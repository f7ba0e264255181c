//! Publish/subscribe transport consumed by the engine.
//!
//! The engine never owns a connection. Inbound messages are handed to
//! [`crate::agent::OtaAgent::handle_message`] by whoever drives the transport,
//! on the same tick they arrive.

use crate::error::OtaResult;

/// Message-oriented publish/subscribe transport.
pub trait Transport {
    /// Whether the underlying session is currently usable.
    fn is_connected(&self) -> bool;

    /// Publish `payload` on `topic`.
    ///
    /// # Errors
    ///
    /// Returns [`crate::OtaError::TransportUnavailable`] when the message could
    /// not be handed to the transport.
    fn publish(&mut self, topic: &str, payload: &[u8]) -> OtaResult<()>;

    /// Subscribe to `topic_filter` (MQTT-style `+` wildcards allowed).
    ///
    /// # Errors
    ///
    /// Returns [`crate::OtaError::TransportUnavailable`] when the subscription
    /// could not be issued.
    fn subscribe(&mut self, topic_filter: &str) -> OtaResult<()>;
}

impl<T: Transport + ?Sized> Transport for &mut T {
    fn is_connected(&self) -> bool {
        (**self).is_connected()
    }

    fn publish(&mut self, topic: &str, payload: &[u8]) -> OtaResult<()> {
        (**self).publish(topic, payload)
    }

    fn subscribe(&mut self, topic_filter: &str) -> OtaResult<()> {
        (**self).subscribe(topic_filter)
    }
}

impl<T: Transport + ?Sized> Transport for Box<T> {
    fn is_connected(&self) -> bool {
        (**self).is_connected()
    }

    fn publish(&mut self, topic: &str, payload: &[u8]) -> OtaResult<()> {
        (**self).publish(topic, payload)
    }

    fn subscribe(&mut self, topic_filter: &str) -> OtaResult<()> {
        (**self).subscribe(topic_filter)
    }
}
==============================
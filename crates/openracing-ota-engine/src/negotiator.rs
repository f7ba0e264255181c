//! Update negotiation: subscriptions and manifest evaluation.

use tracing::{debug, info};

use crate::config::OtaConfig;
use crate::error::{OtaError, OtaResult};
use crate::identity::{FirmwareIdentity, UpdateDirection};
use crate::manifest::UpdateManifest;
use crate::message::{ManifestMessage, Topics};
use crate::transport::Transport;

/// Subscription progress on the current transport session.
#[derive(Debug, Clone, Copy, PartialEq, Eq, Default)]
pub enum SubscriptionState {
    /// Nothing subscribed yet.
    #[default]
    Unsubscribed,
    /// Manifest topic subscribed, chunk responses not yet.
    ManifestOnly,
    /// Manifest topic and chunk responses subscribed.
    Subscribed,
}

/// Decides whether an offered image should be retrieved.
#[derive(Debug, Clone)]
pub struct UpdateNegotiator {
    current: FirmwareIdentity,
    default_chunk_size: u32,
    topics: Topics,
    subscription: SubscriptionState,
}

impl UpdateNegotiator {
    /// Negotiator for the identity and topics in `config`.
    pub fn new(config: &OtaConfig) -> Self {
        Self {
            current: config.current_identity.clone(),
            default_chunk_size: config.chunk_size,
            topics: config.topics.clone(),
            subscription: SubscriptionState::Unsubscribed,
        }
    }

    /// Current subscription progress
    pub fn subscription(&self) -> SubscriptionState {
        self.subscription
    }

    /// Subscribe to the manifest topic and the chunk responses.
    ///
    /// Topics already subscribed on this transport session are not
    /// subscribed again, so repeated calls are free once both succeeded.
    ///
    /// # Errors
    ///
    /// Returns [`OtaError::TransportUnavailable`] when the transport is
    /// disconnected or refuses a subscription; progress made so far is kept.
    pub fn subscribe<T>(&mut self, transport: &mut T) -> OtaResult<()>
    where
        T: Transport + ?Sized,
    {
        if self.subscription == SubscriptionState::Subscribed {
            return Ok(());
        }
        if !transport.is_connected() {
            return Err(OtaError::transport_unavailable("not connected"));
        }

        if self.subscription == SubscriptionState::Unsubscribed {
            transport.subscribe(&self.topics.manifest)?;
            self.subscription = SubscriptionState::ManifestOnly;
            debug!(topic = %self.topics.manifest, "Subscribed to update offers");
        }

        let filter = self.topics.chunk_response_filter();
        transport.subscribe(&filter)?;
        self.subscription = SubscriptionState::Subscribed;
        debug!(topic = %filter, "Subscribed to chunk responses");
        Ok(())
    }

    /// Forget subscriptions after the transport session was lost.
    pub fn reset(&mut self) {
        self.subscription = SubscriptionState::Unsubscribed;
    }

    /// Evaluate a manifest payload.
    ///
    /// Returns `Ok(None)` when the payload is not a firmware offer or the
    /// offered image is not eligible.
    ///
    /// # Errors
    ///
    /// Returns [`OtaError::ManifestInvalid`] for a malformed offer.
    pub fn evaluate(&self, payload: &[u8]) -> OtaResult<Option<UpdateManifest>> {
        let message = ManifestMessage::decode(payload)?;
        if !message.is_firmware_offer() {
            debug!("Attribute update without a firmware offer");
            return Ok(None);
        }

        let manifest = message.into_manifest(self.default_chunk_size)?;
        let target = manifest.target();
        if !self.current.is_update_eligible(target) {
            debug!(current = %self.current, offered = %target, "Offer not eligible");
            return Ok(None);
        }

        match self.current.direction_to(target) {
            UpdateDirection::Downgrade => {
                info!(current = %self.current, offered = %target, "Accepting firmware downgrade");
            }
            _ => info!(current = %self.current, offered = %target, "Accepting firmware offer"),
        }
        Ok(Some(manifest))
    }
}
==============================
- [Work to be completed]
Filter the listing for the word "Accepting" and copy every line that holds it.

- [Task result]
                info!(current = %self.current, offered = %target, "Accepting firmware downgrade");
            _ => info!(current = %self.current, offered = %target, "Accepting firmware offer"),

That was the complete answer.